- _TASK BRIEF_: Go through the records and tally the lines that include the word "every". The answer is that total alone.

- _MATERIAL SHOWN_:
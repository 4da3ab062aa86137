//! Task-local tenant context propagation.
//!
//! Each logical task observes an independent context frame: mutations in one
//! task are invisible to siblings, and children spawned through
//! [`TenantContext::spawn_scoped`] capture the parent's frame at spawn time,
//! so a later reset in the parent never affects in-flight background work.
//!
//! A frame must be established before `set`/`get` are usable. Request
//! handlers typically wrap their work once:
//!
//! ```rust
//! use tenancy::context::TenantContext;
//! use tenancy::tenant::Tenant;
//!
//! # #[tokio::main(flavor = "current_thread")] async fn main() {
//! let tenant = Tenant::new("acme-corp", "Acme").unwrap();
//! TenantContext::scope(tenant, async {
//!     let current = TenantContext::get().unwrap();
//!     assert_eq!(current.identifier, "acme-corp");
//! })
//! .await;
//! # }
//! ```
//!
//! `set` returns a [`ContextToken`] that restores the exact prior value on
//! `reset`, so nested overrides unwind correctly on every exit path.

use crate::error::{Result, TenancyError};
use crate::tenant::Tenant;
use serde_json::Value;
use std::cell::RefCell;
use std::collections::HashMap;
use std::future::Future;
use tokio::task::JoinHandle;
use tokio::task_local;

#[derive(Debug, Clone, Default)]
struct Frame {
    tenant: Option<Tenant>,
    metadata: HashMap<String, Value>,
}

task_local! {
    static FRAME: RefCell<Frame>;
}

/// Restores the tenant value that was current before a [`TenantContext::set`].
///
/// Consumed by [`TenantContext::reset`]; dropping it without resetting leaves
/// the override in place for the rest of the frame.
#[must_use = "pass the token to TenantContext::reset to restore the prior tenant"]
#[derive(Debug)]
pub struct ContextToken {
    prior: Option<Tenant>,
}

/// Point-in-time copy of a context frame, used to propagate the current
/// tenant into spawned tasks.
#[derive(Debug, Clone)]
pub struct ContextSnapshot {
    tenant: Option<Tenant>,
    metadata: HashMap<String, Value>,
}

impl ContextSnapshot {
    fn into_frame(self) -> Frame {
        Frame {
            tenant: self.tenant,
            metadata: self.metadata,
        }
    }

    pub fn tenant(&self) -> Option<&Tenant> {
        self.tenant.as_ref()
    }
}

/// Task-local tenant context.
pub struct TenantContext;

impl TenantContext {
    /// Run `f` inside a frame holding `tenant`.
    ///
    /// The frame (tenant and metadata) is dropped when `f` completes on any
    /// exit path; an enclosing frame, if present, is restored unchanged.
    pub async fn scope<F>(tenant: Tenant, f: F) -> F::Output
    where
        F: Future,
    {
        let frame = Frame {
            tenant: Some(tenant),
            metadata: HashMap::new(),
        };
        FRAME.scope(RefCell::new(frame), f).await
    }

    /// Run `f` inside an empty frame, enabling later `set` calls.
    pub async fn empty_scope<F>(f: F) -> F::Output
    where
        F: Future,
    {
        FRAME.scope(RefCell::new(Frame::default()), f).await
    }

    /// Replace the current frame's tenant, returning a token that restores
    /// the exact prior value.
    ///
    /// Fails with [`TenancyError::ContextNotSet`] outside any frame: a frame
    /// must already exist, so request entry points have to establish one
    /// first, via [`scope`](Self::scope) when the tenant is known up front or
    /// [`empty_scope`](Self::empty_scope) when it is resolved mid-request.
    pub fn set(tenant: Tenant) -> Result<ContextToken> {
        FRAME
            .try_with(|cell| ContextToken {
                prior: cell.borrow_mut().tenant.replace(tenant),
            })
            .map_err(|_| TenancyError::ContextNotSet)
    }

    /// Restore the tenant value captured by `token`.
    pub fn reset(token: ContextToken) -> Result<()> {
        FRAME
            .try_with(|cell| {
                cell.borrow_mut().tenant = token.prior;
            })
            .map_err(|_| TenancyError::ContextNotSet)
    }

    /// Current tenant, failing with [`TenancyError::ContextNotSet`] when no
    /// tenant is set for this task.
    pub fn get() -> Result<Tenant> {
        Self::get_optional().ok_or(TenancyError::ContextNotSet)
    }

    /// Current tenant, or `None` when absent.
    pub fn get_optional() -> Option<Tenant> {
        FRAME
            .try_with(|cell| cell.borrow().tenant.clone())
            .ok()
            .flatten()
    }

    /// Clear the current frame's tenant without tearing down the frame.
    pub fn clear() {
        let _ = FRAME.try_with(|cell| {
            cell.borrow_mut().tenant = None;
        });
    }

    /// Attach a metadata entry to the current frame.
    pub fn set_metadata(key: impl Into<String>, value: Value) -> Result<()> {
        FRAME
            .try_with(|cell| {
                cell.borrow_mut().metadata.insert(key.into(), value);
            })
            .map_err(|_| TenancyError::ContextNotSet)
    }

    /// Read a metadata entry from the current frame.
    pub fn get_metadata(key: &str) -> Option<Value> {
        FRAME
            .try_with(|cell| cell.borrow().metadata.get(key).cloned())
            .ok()
            .flatten()
    }

    /// Copy of all metadata in the current frame.
    pub fn all_metadata() -> HashMap<String, Value> {
        FRAME
            .try_with(|cell| cell.borrow().metadata.clone())
            .unwrap_or_default()
    }

    /// Remove all metadata from the current frame.
    pub fn clear_metadata() {
        let _ = FRAME.try_with(|cell| {
            cell.borrow_mut().metadata.clear();
        });
    }

    /// Capture the current frame for propagation into another task.
    ///
    /// Returns `None` outside any frame.
    pub fn snapshot() -> Option<ContextSnapshot> {
        FRAME
            .try_with(|cell| {
                let frame = cell.borrow();
                ContextSnapshot {
                    tenant: frame.tenant.clone(),
                    metadata: frame.metadata.clone(),
                }
            })
            .ok()
    }

    /// Spawn `f` on the runtime with a copy of the current frame.
    ///
    /// The child observes the tenant that was current at spawn time, even if
    /// the parent resets or leaves its frame afterwards. Without a current
    /// frame, `f` runs context-free.
    pub fn spawn_scoped<F>(f: F) -> JoinHandle<F::Output>
    where
        F: Future + Send + 'static,
        F::Output: Send + 'static,
    {
        match Self::snapshot() {
            Some(snapshot) => {
                tokio::spawn(FRAME.scope(RefCell::new(snapshot.into_frame()), f))
            }
            None => tokio::spawn(f),
        }
    }
}
impl TenancyOrchestrator {
    /// Validate `config` and wire all components.
    ///
    /// Fails with [`TenancyError::InvalidConfig`] when
    /// `distributed_cache.enabled` is set; that mode needs a key-value
    /// backend, supplied through
    /// [`with_kv_backend`](Self::with_kv_backend).
    pub fn new(
        config: TenancyConfig,
        store: Arc<dyn TenantStore>,
        engine: Arc<dyn SqlEngine>,
        factory: Arc<dyn EngineFactory>,
    ) -> Result<Self> {
        Self::with_kv_backend(config, store, None, engine, factory)
    }

    /// [`new`](Self::new) with an optional key-value backend for the
    /// write-through distributed cache.
    ///
    /// When `distributed_cache.enabled` is set the store is wrapped in a
    /// [`DistributedTenantCache`] keyed under `distributed_cache.key_prefix`
    /// with `distributed_cache.ttl` expiry; every store access made by the
    /// engine then goes through the cache.
    pub fn with_kv_backend(
        config: TenancyConfig,
        store: Arc<dyn TenantStore>,
        kv_backend: Option<Arc<dyn KeyValueBackend>>,
        engine: Arc<dyn SqlEngine>,
        factory: Arc<dyn EngineFactory>,
    ) -> Result<Self> {
        config.validate()?;
        let store: Arc<dyn TenantStore> = if config.distributed_cache.enabled {
            let Some(backend) = kv_backend else {
                return Err(TenancyError::InvalidConfig {
                    field: "distributed_cache.enabled".to_string(),
                    reason: "a key-value backend is required; construct the engine with \
                             with_kv_backend"
                        .to_string(),
                });
            };
            Arc::new(DistributedTenantCache::new(
                store,
                backend,
                config.distributed_cache.key_prefix.clone(),
                config.distributed_cache.ttl,
            ))
        } else {
            store
        };
        let config = Arc::new(config);
        let provider = build_provider(Arc::clone(&config), engine, factory)?;
        let cache = config
            .cache
            .enabled
            .then(|| TenantCache::new(config.cache.max_size, config.cache.ttl));
        let limiter = config
            .rate_limit
            .enabled
            .then(|| RateLimiter::new(config.rate_limit.limit, config.rate_limit.window));
        let audit = config
            .enable_audit_logging
            .then(|| AuditLog::new(config.audit_capacity));
        info!(strategy = %config.isolation_strategy, "tenancy engine initialized");
        Ok(Self {
            config,
            store,
            provider,
            cache,
            limiter,
            audit,
        })
    }

    pub fn config(&self) -> &TenancyConfig {
        &self.config
    }

    async fn record(&self, entry: AuditEntry) {
        if let Some(audit) = &self.audit {
            audit.write(entry).await;
        }
    }

    /// Register and provision a new tenant.
    ///
    /// The record is created in the configured initial status, the isolation
    /// namespace is provisioned, and only then does the tenant turn active.
    /// When provisioning fails, the namespace is cleaned up best-effort and
    /// the record stays in `provisioning` for a retry.
    pub async fn register_tenant(
        &self,
        identifier: impl Into<String>,
        name: impl Into<String>,
    ) -> Result<Tenant> {
        self.register_tenant_with_settings(identifier, name, Map::new())
            .await
    }

    /// [`register_tenant`](Self::register_tenant) with initial settings.
    pub async fn register_tenant_with_settings(
        &self,
        identifier: impl Into<String>,
        name: impl Into<String>,
        settings: Map<String, Value>,
    ) -> Result<Tenant> {
        let identifier = identifier.into();
        if let Some(max) = self.config.max_tenants {
            let current = self.store.count(None).await?;
            if current >= max {
                self.record(
                    AuditEntry::new(
                        None,
                        AuditCategory::TenantLifecycle,
                        "register",
                        AuditOutcome::Denied,
                    )
                    .with_detail("identifier", json!(identifier)),
                )
                .await;
                return Err(TenancyError::QuotaExceeded {
                    tenant_id: identifier,
                    quota: "max_tenants".to_string(),
                    current: current as u64,
                    limit: max as u64,
                });
            }
        }

        let mut tenant =
            Tenant::new(identifier, name)?.with_status(self.config.default_tenant_status);
        tenant.settings = settings;
        let created = self.store.create(tenant).await?;

        if let Err(e) = self.provider.provision(&created).await {
            if let Err(cleanup) = self.provider.destroy(&created, true).await {
                warn!(tenant_id = %created.id, error = %cleanup,
                    "namespace cleanup after failed provisioning also failed");
            }
            self.record(
                AuditEntry::new(
                    Some(created.id.clone()),
                    AuditCategory::TenantLifecycle,
                    "register",
                    AuditOutcome::Failure,
                )
                .with_detail("error", json!(e.to_string())),
            )
            .await;
            return Err(e);
        }

        let active = if created.status == TenantStatus::Provisioning {
            self.store.set_status(&created.id, TenantStatus::Active).await?
        } else {
            created
        };
        if let Some(cache) = &self.cache {
            cache.insert(active.clone()).await;
        }
        self.record(AuditEntry::new(
            Some(active.id.clone()),
            AuditCategory::TenantLifecycle,
            "register",
            AuditOutcome::Success,
        ))
        .await;
        info!(tenant_id = %active.id, identifier = %active.identifier, "tenant registered");
        Ok(active)
    }

    /// Fetch a tenant, preferring the in-process cache.
    pub async fn get_tenant(&self, id: &TenantId) -> Result<Tenant> {
        if let Some(cache) = &self.cache {
            if let Some(tenant) = cache.get(id).await {
                return Ok(tenant);
            }
        }
        let tenant = self.store.get_by_id(id).await?;
        if let Some(cache) = &self.cache {
            cache.insert(tenant.clone()).await;
        }
        Ok(tenant)
    }

    /// Fetch a tenant by slug, preferring the in-process cache.
    pub async fn get_tenant_by_identifier(&self, identifier: &str) -> Result<Tenant> {
        if let Some(cache) = &self.cache {
            if let Some(tenant) = cache.get_by_identifier(identifier).await {
                return Ok(tenant);
            }
        }
        let tenant = self.store.get_by_identifier(identifier).await?;
        if let Some(cache) = &self.cache {
            cache.insert(tenant.clone()).await;
        }
        Ok(tenant)
    }

    async fn transition(&self, id: &TenantId, next: TenantStatus, action: &str) -> Result<Tenant> {
        // Always decide on the stored record, never a cached snapshot.
        let tenant = self.store.get_by_id(id).await?;
        if !tenant
            .status
            .can_transition_to(next, self.config.enable_soft_delete)
        {
            self.record(
                AuditEntry::new(
                    Some(id.clone()),
                    AuditCategory::TenantLifecycle,
                    action,
                    AuditOutcome::Denied,
                )
                .with_detail("from", json!(tenant.status.to_string()))
                .with_detail("to", json!(next.to_string())),
            )
            .await;
            return Err(TenancyError::InvalidState(format!(
                "tenant {} cannot go from {} to {}",
                id, tenant.status, next
            )));
        }
        let updated = self.store.set_status(id, next).await?;
        if let Some(cache) = &self.cache {
            cache.insert(updated.clone()).await;
        }
        self.record(AuditEntry::new(
            Some(id.clone()),
            AuditCategory::TenantLifecycle,
            action,
            AuditOutcome::Success,
        ))
        .await;
        Ok(updated)
    }

    /// Suspend an active tenant; its data stays in place.
    pub async fn suspend_tenant(&self, id: &TenantId) -> Result<Tenant> {
        self.transition(id, TenantStatus::Suspended, "suspend").await
    }

    /// Activate a provisioning or suspended tenant (or restore a
    /// soft-deleted one when soft delete is enabled).
    pub async fn activate_tenant(&self, id: &TenantId) -> Result<Tenant> {
        self.transition(id, TenantStatus::Active, "activate").await
    }

    /// Delete a tenant.
    ///
    /// With soft delete enabled the record is retained in `deleted` and the
    /// namespace kept; otherwise record and data are destroyed.
    pub async fn delete_tenant(&self, id: &TenantId) -> Result<()> {
        self.delete_tenant_with(id, !self.config.enable_soft_delete)
            .await
    }

    /// [`delete_tenant`](Self::delete_tenant) with explicit control over
    /// namespace destruction, e.g. to purge data while keeping the record.
    pub async fn delete_tenant_with(&self, id: &TenantId, destroy_data: bool) -> Result<()> {
        let tenant = self.store.get_by_id(id).await?;
        if !tenant
            .status
            .can_transition_to(TenantStatus::Deleted, self.config.enable_soft_delete)
        {
            return Err(TenancyError::InvalidState(format!(
                "tenant {} cannot go from {} to deleted",
                id, tenant.status
            )));
        }
        let soft = self.config.enable_soft_delete;
        self.provider.destroy(&tenant, destroy_data).await?;
        self.store.delete(id, soft).await?;

        if let Some(cache) = &self.cache {
            cache.invalidate(id).await;
        }
        if let Some(limiter) = &self.limiter {
            limiter.forget(id).await;
        }
        self.record(
            AuditEntry::new(
                Some(id.clone()),
                AuditCategory::TenantLifecycle,
                "delete",
                AuditOutcome::Success,
            )
            .with_detail("soft", json!(soft)),
        )
        .await;
        info!(tenant_id = %id, soft, "tenant deleted");
        Ok(())
    }

    /// Merge a settings patch into the tenant record (a `null` value removes
    /// the key).
    pub async fn update_tenant_metadata(
        &self,
        id: &TenantId,
        patch: Map<String, Value>,
    ) -> Result<Tenant> {
        let updated = self.store.update_metadata(id, patch).await?;
        if let Some(cache) = &self.cache {
            cache.insert(updated.clone()).await;
        }
        Ok(updated)
    }

    /// Admit or reject one request against the tenant's rate limit. `None`
    /// when rate limiting is disabled.
    pub async fn check_rate_limit(&self, id: &TenantId) -> Result<Option<RateLimitDecision>> {
        let Some(limiter) = &self.limiter else {
            return Ok(None);
        };
        match limiter.check(id).await {
            Ok(decision) => Ok(Some(decision)),
            Err(e) => {
                self.record(
                    AuditEntry::new(
                        Some(id.clone()),
                        AuditCategory::RateLimit,
                        "admit",
                        AuditOutcome::Denied,
                    )
                    .with_detail("limit", json!(limiter.limit())),
                )
                .await;
                Err(e)
            }
        }
    }

    /// Open a tenant-scoped database session.
    ///
    /// The tenant must be active and within its rate limit. The returned
    /// session already carries the strategy's transaction-scoped isolation
    /// setting.
    pub async fn acquire_session(&self, id: &TenantId) -> Result<ScopedSession> {
        let tenant = self.get_tenant(id).await?;
        if let Err(e) = tenant.ensure_active() {
            self.record(
                AuditEntry::new(
                    Some(id.clone()),
                    AuditCategory::Session,
                    "acquire",
                    AuditOutcome::Denied,
                )
                .with_detail("status", json!(tenant.status.to_string())),
            )
            .await;
            return Err(e);
        }
        self.check_rate_limit(id).await?;

        match self.provider.acquire(&tenant).await {
            Ok(session) => Ok(session),
            Err(e) => {
                let (category, outcome) = if e.is_security_critical() {
                    (AuditCategory::Security, AuditOutcome::Denied)
                } else {
                    (AuditCategory::Session, AuditOutcome::Failure)
                };
                self.record(
                    AuditEntry::new(Some(id.clone()), category, "acquire", outcome)
                        .with_detail("error", json!(e.to_string())),
                )
                .await;
                Err(e)
            }
        }
    }

    /// Run `f` with the tenant installed as the task-local context.
    ///
    /// The tenant must be active. Inside `f`, [`TenantContext::get`] returns
    /// this tenant and cross-tenant session use is detected.
    pub async fn scope<F, T>(&self, id: &TenantId, f: F) -> Result<T>
    where
        F: Future<Output = Result<T>>,
    {
        let tenant = self.get_tenant(id).await?;
        tenant.ensure_active()?;
        TenantContext::scope(tenant, f).await
    }

    pub async fn list_tenants(&self, filter: ListFilter) -> Result<Vec<Tenant>> {
        self.store.list(filter).await
    }

    pub async fn search_tenants(&self, term: &str, limit: usize) -> Result<Vec<Tenant>> {
        self.store.search(term, limit).await
    }

    pub async fn count_tenants(&self, status: Option<TenantStatus>) -> Result<usize> {
        self.store.count(status).await
    }

    /// Most recent audit entries, newest first. Empty when auditing is off.
    pub async fn recent_audit(&self, n: usize) -> Vec<AuditEntry> {
        match &self.audit {
            Some(audit) => audit.recent(n).await,
            None => Vec::new(),
        }
    }

    /// Audit entries for one tenant, newest first.
    pub async fn tenant_audit(&self, id: &TenantId, n: usize) -> Vec<AuditEntry> {
        match &self.audit {
            Some(audit) => audit.for_tenant(id, n).await,
            None => Vec::new(),
        }
    }

    /// Record an audit entry built by application code. No-op when auditing
    /// is disabled.
    pub async fn write_audit(&self, entry: AuditEntry) {
        self.record(entry).await;
    }

    /// Record a security event from outside the engine (e.g. a
    /// [`TenancyError::DataLeakage`] caught in application code).
    pub async fn report_security_event(&self, id: Option<TenantId>, detail: &str) {
        self.write_audit(
            AuditEntry::new(id, AuditCategory::Security, "reported", AuditOutcome::Denied)
                .with_detail("detail", json!(detail)),
        )
        .await;
    }

    /// In-process tenant cache statistics, when the cache is enabled.
    pub async fn cache_stats(&self) -> Option<CacheStats> {
        match &self.cache {
            Some(cache) => Some(cache.stats().await),
            None => None,
        }
    }

    /// Release engines and pooled connections.
    pub async fn shutdown(&self) -> Result<()> {
        if let Some(cache) = &self.cache {
            cache.clear().await;
        }
        self.provider.close().await?;
        info!("tenancy engine shut down");
        Ok(())
    }
}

- _WORKED SOLUTION_: 2